▶ [What the task asks] Among the entries below, find the lines that hold the word "AtaError" and report them.

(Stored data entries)
□ □ □ □ □
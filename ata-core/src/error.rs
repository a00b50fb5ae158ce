use thiserror::Error;

#[derive(Error, Debug)]
pub enum AtaError {
    #[error("I/O error: {0}")]
    Io(#[from] std::io::Error),

    /// Bad magic, unknown version or a malformed header/manifest/trailer.
    #[error("Format error: {0}")]
    Format(String),

    /// A chunk tag or an encrypted entry checksum did not verify.
    #[error("Authentication failed: {0}")]
    Authentication(String),

    #[error("Corrupt data: {0}")]
    CorruptData(String),

    #[error("Weak parameter: {0}")]
    WeakParameter(String),

    #[error("Incomplete archive: {0}")]
    IncompleteArchive(String),

    #[error("archive is encrypted; passphrase required")]
    MissingPassphrase,

    #[error("invalid entry path: {0}")]
    InvalidPath(String),

    #[error("invalid option: {0}")]
    InvalidOption(String),

    #[error("no such entry: {0}")]
    EntryNotFound(String),

    #[error("limit exceeded: {0}")]
    LimitExceeded(String),

    #[error("operation cancelled")]
    Cancelled,

    #[error("worker panicked while processing chunk {seq}")]
    WorkerPanicked { seq: u64 },

    #[error("nonce counter exhausted")]
    NonceExhausted,

    #[error("invalid state: {0}")]
    InvalidState(String),
}

impl AtaError {
    /// True for failures that are local to one entry's data (tag, checksum,
    /// codec) as opposed to archive-wide or I/O failures.
    pub fn is_integrity(&self) -> bool {
        matches!(self, AtaError::Authentication(_) | AtaError::CorruptData(_))
    }
}

// Convenient crate-wide result type
pub type Result<T> = std::result::Result<T, AtaError>;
□ □ □ □ □
▶ [Reply to the exercise]
pub enum AtaError {
impl AtaError {
        matches!(self, AtaError::Authentication(_) | AtaError::CorruptData(_))
pub type Result<T> = std::result::Result<T, AtaError>;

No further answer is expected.